Under Villarreal’s House Bill 665, sexual orientation and gender identity or expression of employees would be protected, along with race, color, disability, religion, sex, national origin and age. Employers would not be able to factor in sexual orientation and gender identity when hiring, firing, segregating or classifying employees. The legislation also applies to employment agencies and labor organizations.
Villarreal has filed similar legislation each Regular Session since 2003, and Maxey pushed for similar protections before that. Complaints of workplace discrimination based on sexual orientation were fairly routine in the ’80s, Maxey said, and have declined as the gay/lesbian community has become more accepted in general society. Nowadays, complaints typically involve rural areas, small businesses and low-wage employees.

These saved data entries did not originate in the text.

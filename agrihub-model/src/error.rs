//! Error types for the model layer.

use thiserror::Error;

/// Result type for model operations.
pub type ModelResult<T> = Result<T, ModelError>;

/// Errors that can occur while interpreting model data.
#[derive(Debug, Error)]
pub enum ModelError {
    /// A domain name that does not map to any known domain.
    #[error("unknown domain: {0}")]
    UnknownDomain(String),

    /// A document that violates its ownership invariants.
    #[error("invalid document {id}: {reason}")]
    InvalidDocument { id: String, reason: String },

    /// Serialization error.
    #[error("serialization error: {0}")]
    Serialization(#[from] serde_json::Error),
}
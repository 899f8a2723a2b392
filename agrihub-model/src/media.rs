use crate::resource::Resource;
use crate::serde_helpers::id_string;
use chrono::{DateTime, Utc};
use serde::{Deserialize, Serialize};

/// Kind of a stored media resource.
#[derive(Debug, Clone, Copy, PartialEq, Eq, Serialize, Deserialize)]
#[serde(rename_all = "lowercase")]
pub enum MediaKind {
    Video,
    Application,
    Article,
    #[serde(other)]
    Other,
}

impl MediaKind {
    pub fn as_str(&self) -> &'static str {
        match self {
            MediaKind::Video => "video",
            MediaKind::Application => "application",
            MediaKind::Article => "article",
            MediaKind::Other => "other",
        }
    }
}

/// A promotional video, downloadable app or article.
#[derive(Debug, Clone, PartialEq, Serialize, Deserialize)]
#[serde(rename_all = "camelCase")]
pub struct MediaResource {
    #[serde(alias = "_id", deserialize_with = "id_string")]
    pub id: String,
    pub title: String,
    #[serde(rename = "type")]
    pub kind: MediaKind,
    #[serde(default, alias = "fileUrl", skip_serializing_if = "Option::is_none")]
    pub url: Option<String>,
    #[serde(default)]
    pub is_active: bool,
    #[serde(default)]
    pub views: u64,
    #[serde(default)]
    pub downloads: u64,
    #[serde(default, skip_serializing_if = "Option::is_none")]
    pub created_at: Option<DateTime<Utc>>,
}

impl Resource for MediaResource {
    fn id(&self) -> &str {
        &self.id
    }

    fn display_name(&self) -> &str {
        &self.title
    }

    fn foreign_key(&self) -> Option<&str> {
        Some(self.kind.as_str())
    }
}
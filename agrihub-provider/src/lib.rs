//! Domain resource providers for the AgriHub client.
//!
//! Each content domain (crops, livestock, fisheries, machines, users, media)
//! gets a [`ResourceProvider`]: an in-memory cache of server-backed entities
//! with fetch/create/update/delete operations that only touch the cache after
//! the server has confirmed them.
//!
//! # Components
//!
//! - **Provider**: the generic engine, parameterized by entity shape and
//!   [`DomainConfig`]
//! - **Orchestrator**: runs a provider's sub-fetches concurrently and
//!   classifies the outcome as complete, partial or failed
//! - **Notifier**: where user-facing success/failure messages go
//! - **Context**: application-lifetime owner of the client and sink
//!
//! # Example
//!
//! ```no_run
//! use agrihub_api::MemoryTokenStore;
//! use agrihub_provider::{AppConfig, AppContext, TracingNotifier};
//! use std::sync::Arc;
//!
//! # async fn run() -> agrihub_api::ApiResult<()> {
//! let ctx = AppContext::init(
//!     AppConfig::default(),
//!     Arc::new(MemoryTokenStore::new()),
//!     Arc::new(TracingNotifier),
//! )?;
//! let crops = ctx.crop_provider();
//! let report = crops.refresh_all().await;
//! println!("{} crops, {:?}", crops.count(), report.summary);
//! # Ok(())
//! # }
//! ```

mod config;
mod context;
mod domains;
pub mod notify;
mod orchestrator;
mod provider;
pub mod state;

pub use config::{AppConfig, BulkDeleteRoute, DomainConfig};
pub use context::AppContext;
pub use domains::{
    AdminProvider, CropProvider, FisheryProvider, LivestockProvider, MachineProvider,
    MediaProvider,
};
pub use notify::{
    ChannelNotifier, Notification, NotificationLevel, Notifier, RecordingNotifier,
    TracingNotifier,
};
pub use orchestrator::{FetchOutcome, RefreshOrchestrator, RefreshReport, RefreshSummary, SubFetch};
pub use provider::ResourceProvider;
pub use state::{Collection, ProviderState};
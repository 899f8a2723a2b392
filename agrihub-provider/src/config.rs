//! Per-domain configuration of the provider engine.

use agrihub_api::ApiConfig;
use agrihub_model::Domain;
use serde::{Deserialize, Serialize};
use std::path::Path;

/// How a domain's API expects a batched delete.
#[derive(Debug, Clone, Copy, PartialEq, Eq, Default, Serialize, Deserialize)]
#[serde(rename_all = "snake_case")]
pub enum BulkDeleteRoute {
    /// `POST {base}/bulk-delete` with `{ "ids": [...] }`.
    #[default]
    PostBulkDelete,
    /// `DELETE {base}` with `{ "ids": [...] }`.
    DeleteWithBody,
}

/// Everything that distinguishes one domain's provider from another.
#[derive(Debug, Clone, PartialEq, Serialize, Deserialize)]
pub struct DomainConfig {
    pub domain: Domain,
    /// Singular noun used in notifications ("crop").
    pub label: String,
    /// Plural noun used in refresh summaries ("crops").
    pub plural_label: String,
    /// Collection endpoint, e.g. `/crop/crops`.
    pub base_path: String,
    #[serde(default, skip_serializing_if = "Option::is_none")]
    pub documents_path: Option<String>,
    #[serde(default, skip_serializing_if = "Option::is_none")]
    pub types_path: Option<String>,
    /// Query parameter scoping document lists to this domain.
    #[serde(default = "default_document_filter_param")]
    pub document_filter_param: String,
    /// Default value for [`Self::document_filter_param`]; `None` lists all.
    #[serde(default, skip_serializing_if = "Option::is_none")]
    pub document_filter_value: Option<String>,
    #[serde(default)]
    pub bulk_delete: BulkDeleteRoute,
}

fn default_document_filter_param() -> String {
    "domainType".to_string()
}

impl DomainConfig {
    /// A minimal configuration with only a collection endpoint.
    pub fn new(domain: Domain, label: &str, base_path: &str) -> Self {
        Self {
            domain,
            label: label.to_string(),
            plural_label: format!("{label}s"),
            base_path: base_path.to_string(),
            documents_path: None,
            types_path: None,
            document_filter_param: default_document_filter_param(),
            document_filter_value: None,
            bulk_delete: BulkDeleteRoute::default(),
        }
    }

    #[must_use]
    pub fn with_documents(mut self, path: &str, filter_value: Option<&str>) -> Self {
        self.documents_path = Some(path.to_string());
        self.document_filter_value = filter_value.map(str::to_string);
        self
    }

    #[must_use]
    pub fn with_types(mut self, path: &str) -> Self {
        self.types_path = Some(path.to_string());
        self
    }

    #[must_use]
    pub fn with_plural(mut self, plural: &str) -> Self {
        self.plural_label = plural.to_string();
        self
    }

    #[must_use]
    pub fn with_bulk_delete(mut self, route: BulkDeleteRoute) -> Self {
        self.bulk_delete = route;
        self
    }

    /// Built-in configuration for `domain`.
    pub fn for_domain(domain: Domain) -> Self {
        match domain {
            Domain::Crop => Self::new(domain, "crop", "/crop/crops")
                .with_documents("/crop/documents", Some("crop"))
                .with_types("/crop/types"),
            Domain::Livestock => Self::new(domain, "livestock", "/livestock/animals")
                .with_plural("livestock")
                .with_documents("/livestock/documents", Some("livestock"))
                .with_types("/livestock/types"),
            Domain::Fishery => Self::new(domain, "fishery", "/fishery/fisheries")
                .with_plural("fisheries")
                .with_documents("/fishery/documents", Some("fishery"))
                .with_types("/fishery/types"),
            Domain::Machine => Self::new(domain, "machine", "/machine/machines")
                .with_documents("/machine/documents", Some("machine"))
                .with_types("/machine/types"),
            Domain::Admin => Self::new(domain, "user", "/admin/users")
                .with_documents("/admin/documents", None)
                .with_bulk_delete(BulkDeleteRoute::DeleteWithBody),
            Domain::Media => Self::new(domain, "resource", "/media/resources"),
        }
    }

    /// `{base}/{id}`.
    pub fn item_path(&self, id: &str) -> String {
        format!("{}/{}", self.base_path.trim_end_matches('/'), id)
    }
}

/// Application-level configuration: API connection plus domain overrides.
#[derive(Debug, Clone, Default, PartialEq, Serialize, Deserialize)]
#[serde(default)]
pub struct AppConfig {
    pub api: ApiConfig,
    /// Replaces the built-in configuration of the listed domains.
    pub domains: Vec<DomainConfig>,
}

impl AppConfig {
    /// Loads a JSON configuration file.
    pub fn load(path: impl AsRef<Path>) -> agrihub_api::ApiResult<Self> {
        let path = path.as_ref();
        let raw = std::fs::read_to_string(path).map_err(|e| {
            agrihub_api::ApiError::Config(format!("cannot read {}: {e}", path.display()))
        })?;
        let config: Self = serde_json::from_str(&raw)?;
        config.api.validate()?;
        Ok(config)
    }

    /// Configuration for `domain`, preferring an override.
    pub fn domain(&self, domain: Domain) -> DomainConfig {
        self.domains
            .iter()
            .find(|d| d.domain == domain)
            .cloned()
            .unwrap_or_else(|| DomainConfig::for_domain(domain))
    }
}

The City of Austin has had an anti-discrimination ordinance in place since the ’80s, Maxey said. While activists in progressive areas of the country, such as the East and West coasts, fought and won fights for employment nondiscrimination years ago, and then moved on to bigger battles such as gay marriage — more conservative areas in the Midwest and South, like Texas, never instituted employment nondiscrimination laws, he said.
The result is that no major gay/transgender employment discrimination lawsuits are moving up through the federal court system, while gay marriage cases are, so that if reform is enacted from the federal level on down, it will most likely involve gay marriage before addressing employment discrimination, he said. Recently, U.S. Supreme Court Justice Antonin Scalia said in an interview with California Lawyer Magazine that the 14th Amendment does not give equal protection to women and gay individuals.
“Sorry, to tell you that. … But, you know, if indeed the current society has come to different views, that’s fine. You do not need the Constitution to reflect the wishes of the current society. Certainly the Constitution does not require discrimination on the basis of sex. The only issue is whether it prohibits it. It doesn’t. Nobody ever thought that that’s what it meant. Nobody ever voted for that. If the current society wants to outlaw discrimination by sex, hey we have things called legislatures, and they enact things called laws. You don’t need a constitution to keep things up-to-date. All you need is a legislature and a ballot box,” Scalia said.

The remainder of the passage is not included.